Having a crisis strategy is a must-have for every communication department. Nevertheless, the real challenge is detecting when a real crisis is going on. How can you do this? When is it necessary to implement your crisis protocol? Below are some tools that could help you answer these questions:

1. The data: the canary in the coal mine for comms professionals

Nowadays, making decisions without having tangible and clear numbers is like trying to measure the speed of the wind by lifting one finger. Having a media monitoring tool that allows you to track the performance of our media coverage is crucial. The collected data gives you an opportunity to have a broad view of the perception of your brand. For instance: which media outlets cover your brand the most? Which ones are hostile and which ones are allies? Which are the most visible topics related to your brand? And so on.
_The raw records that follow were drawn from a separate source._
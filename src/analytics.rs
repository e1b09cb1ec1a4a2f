use dashmap::DashMap;
use parking_lot::Mutex;
use serde::Serialize;
use std::collections::HashMap;
use std::sync::Arc;

/// Welford's online algorithm: tracks a running mean without retaining
/// samples. No unbounded accumulation, no matter how long the process runs.
#[derive(Debug, Clone, Copy, Default)]
struct Welford {
    count: u64,
    mean: f64,
    m2: f64,
}

impl Welford {
    fn push(&mut self, value: f64) {
        self.count += 1;
        let delta = value - self.mean;
        self.mean += delta / self.count as f64;
        let delta2 = value - self.mean;
        self.m2 += delta * delta2;
    }

    fn variance(&self) -> f64 {
        if self.count < 2 {
            0.0
        } else {
            self.m2 / self.count as f64
        }
    }
}

#[derive(Debug, Clone, Serialize)]
pub struct RunningMean {
    pub count: u64,
    pub mean: f64,
    pub variance: f64,
}

impl From<Welford> for RunningMean {
    fn from(w: Welford) -> Self {
        Self {
            count: w.count,
            mean: w.mean,
            variance: w.variance(),
        }
    }
}

/// In-memory counters per provider/region/tier/experiment-arm, per
/// Process-local; resets at restart.
#[derive(Clone)]
pub struct AnalyticsRecorder {
    total_requests: Arc<std::sync::atomic::AtomicU64>,
    total_placements: Arc<std::sync::atomic::AtomicU64>,
    gate_rejections: Arc<std::sync::atomic::AtomicU64>,
    provider_distribution: Arc<DashMap<String, u64>>,
    region_distribution: Arc<DashMap<String, u64>>,
    tier_distribution: Arc<DashMap<String, u64>>,
    score_by_provider: Arc<DashMap<String, Mutex<Welford>>>,
    experiment_arms: Arc<DashMap<(String, String), ExperimentArmStats>>,
}

#[derive(Debug, Default)]
struct ExperimentArmStats {
    count: u64,
    score: Mutex<Welford>,
}

#[derive(Debug, Clone, Serialize)]
pub struct DistributionEntry {
    pub count: u64,
    pub percentage: f64,
}

#[derive(Debug, Clone, Serialize)]
pub struct ExperimentArmSnapshot {
    pub count: u64,
    pub mean_score: RunningMean,
}

#[derive(Debug, Clone, Serialize)]
pub struct AnalyticsSnapshot {
    pub total_placements: u64,
    pub total_requests: u64,
    pub gate_rejection_rate: f64,
    pub provider_distribution: HashMap<String, DistributionEntry>,
    pub region_distribution: HashMap<String, DistributionEntry>,
    pub tier_distribution: HashMap<String, DistributionEntry>,
    pub avg_score_by_provider: HashMap<String, RunningMean>,
    pub experiments: HashMap<String, HashMap<String, ExperimentArmSnapshot>>,
}

impl AnalyticsRecorder {
    pub fn new() -> Self {
        Self {
            total_requests: Arc::new(Default::default()),
            total_placements: Arc::new(Default::default()),
            gate_rejections: Arc::new(Default::default()),
            provider_distribution: Arc::new(DashMap::new()),
            region_distribution: Arc::new(DashMap::new()),
            tier_distribution: Arc::new(DashMap::new()),
            score_by_provider: Arc::new(DashMap::new()),
            experiment_arms: Arc::new(DashMap::new()),
        }
    }

    pub fn record_request(&self, gate_rejected: bool) {
        self.total_requests
            .fetch_add(1, std::sync::atomic::Ordering::Relaxed);
        if gate_rejected {
            self.gate_rejections
                .fetch_add(1, std::sync::atomic::Ordering::Relaxed);
        }
    }

    #[allow(clippy::too_many_arguments)]
    pub fn record_placement(
        &self,
        provider: &str,
        region: &str,
        tier: &str,
        score: f64,
        experiment: Option<(&str, &str)>,
    ) {
        self.total_placements
            .fetch_add(1, std::sync::atomic::Ordering::Relaxed);
        *self.provider_distribution.entry(provider.to_string()).or_insert(0) += 1;
        *self.region_distribution.entry(region.to_string()).or_insert(0) += 1;
        *self.tier_distribution.entry(tier.to_string()).or_insert(0) += 1;
        self.score_by_provider
            .entry(provider.to_string())
            .or_default()
            .lock()
            .push(score);

        if let Some((experiment_id, arm)) = experiment {
            let key = (experiment_id.to_string(), arm.to_string());
            let mut entry = self.experiment_arms.entry(key).or_default();
            entry.count += 1;
            entry.score.lock().push(score);
        }
    }

    pub fn snapshot(&self) -> AnalyticsSnapshot {
        let total_requests = self.total_requests.load(std::sync::atomic::Ordering::Relaxed);
        let total_placements = self.total_placements.load(std::sync::atomic::Ordering::Relaxed);
        let gate_rejections = self.gate_rejections.load(std::sync::atomic::Ordering::Relaxed);

        let to_distribution = |map: &DashMap<String, u64>, total: u64| -> HashMap<String, DistributionEntry> {
            map.iter()
                .map(|entry| {
                    let count = *entry.value();
                    let percentage = if total == 0 {
                        0.0
                    } else {
                        count as f64 / total as f64
                    };
                    (entry.key().clone(), DistributionEntry { count, percentage })
                })
                .collect()
        };

        let mut experiments: HashMap<String, HashMap<String, ExperimentArmSnapshot>> = HashMap::new();
        for entry in self.experiment_arms.iter() {
            let (experiment_id, arm) = entry.key();
            let stats = entry.value();
            experiments
                .entry(experiment_id.clone())
                .or_default()
                .insert(
                    arm.clone(),
                    ExperimentArmSnapshot {
                        count: stats.count,
                        mean_score: (*stats.score.lock()).into(),
                    },
                );
        }

        AnalyticsSnapshot {
            total_placements,
            total_requests,
            gate_rejection_rate: if total_requests == 0 {
                0.0
            } else {
                gate_rejections as f64 / total_requests as f64
            },
            provider_distribution: to_distribution(&self.provider_distribution, total_placements),
            region_distribution: to_distribution(&self.region_distribution, total_placements),
            tier_distribution: to_distribution(&self.tier_distribution, total_placements),
            avg_score_by_provider: self
                .score_by_provider
                .iter()
                .map(|entry| (entry.key().clone(), (*entry.value().lock()).into()))
                .collect(),
            experiments,
        }
    }
}

impl Default for AnalyticsRecorder {
    fn default() -> Self {
        Self::new()
    }
}

#[cfg(test)]
mod tests {
    use super::*;

    #[test]
    fn snapshot_reflects_recorded_placements() {
        let recorder = AnalyticsRecorder::new();
        recorder.record_request(false);
        recorder.record_placement("aws", "us-east-1", "medium", 0.8, None);
        recorder.record_request(true);
        let snapshot = recorder.snapshot();
        assert_eq!(snapshot.total_placements, 1);
        assert_eq!(snapshot.total_requests, 2);
        assert!((snapshot.gate_rejection_rate - 0.5).abs() < 1e-9);
        assert_eq!(
            snapshot.provider_distribution.get("aws").unwrap().count,
            1
        );
    }

    #[test]
    fn running_mean_matches_simple_average() {
        let recorder = AnalyticsRecorder::new();
        recorder.record_placement("aws", "us-east-1", "medium", 1.0, None);
        recorder.record_placement("aws", "us-east-1", "medium", 2.0, None);
        recorder.record_placement("aws", "us-east-1", "medium", 3.0, None);
        let snapshot = recorder.snapshot();
        let mean = snapshot.avg_score_by_provider.get("aws").unwrap();
        assert!((mean.mean - 2.0).abs() < 1e-9);
        assert_eq!(mean.count, 3);
    }

    #[test]
    fn experiment_arm_counts_tracked() {
        let recorder = AnalyticsRecorder::new();
        recorder.record_placement("aws", "us-east-1", "critical", 0.9, Some(("exp-1", "variant")));
        recorder.record_placement("gcp", "us-central1", "critical", 0.7, Some(("exp-1", "control")));
        let snapshot = recorder.snapshot();
        let arms = snapshot.experiments.get("exp-1").unwrap();
        assert_eq!(arms.get("variant").unwrap().count, 1);
        assert_eq!(arms.get("control").unwrap().count, 1);
    }
}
Data can also provide us with an idea of how your industry (stakeholders, competitors, suppliers) is perceived by public opinion. Having this information will help you establish a benchmark and determine what is a normal coverage and what is not. In other words, monitoring your own industry will give you a point of reference.

2. Determining clear and measurable KPIs

Based on the data collected by your monitoring tool, you will be able to set some Key Performance Indicators (KPI) that will show when it is time to activate your crisis strategy.

Here is a list of some KPIs that could help you determine if you are, indeed, facing a reputational crisis:

The sentiment

Negative coverage is not always synonymous for crisis. In some industries or domains (not all), it is normal to have a certain percentage of constant negativity; especially in services intended for a very large clientele. So, how can you determine yours? It depends on your industry. Constant and judicious measuring of the sentiment toward your brand (products, spokespersons, leaders, related brands, etc), as well as your industry (competitors, stakeholders) can give you a baseline of an acceptable negative percentage.

If there is such thing, of course.


Having negative coverage from the most read newspaper is not the same as having one from a barely known blog on the internet. In the same way, receiving a negative tweet from a user with 200 followers does not have an impact as much as receiving one from someone with 3000 followers. Being aware of the reach of negative coverage is key to determine the existence of a real reputational threat. Before taking any action, it is important to assess the reach and set an acceptable threshold in order to predict whether more media will replicate the information or not.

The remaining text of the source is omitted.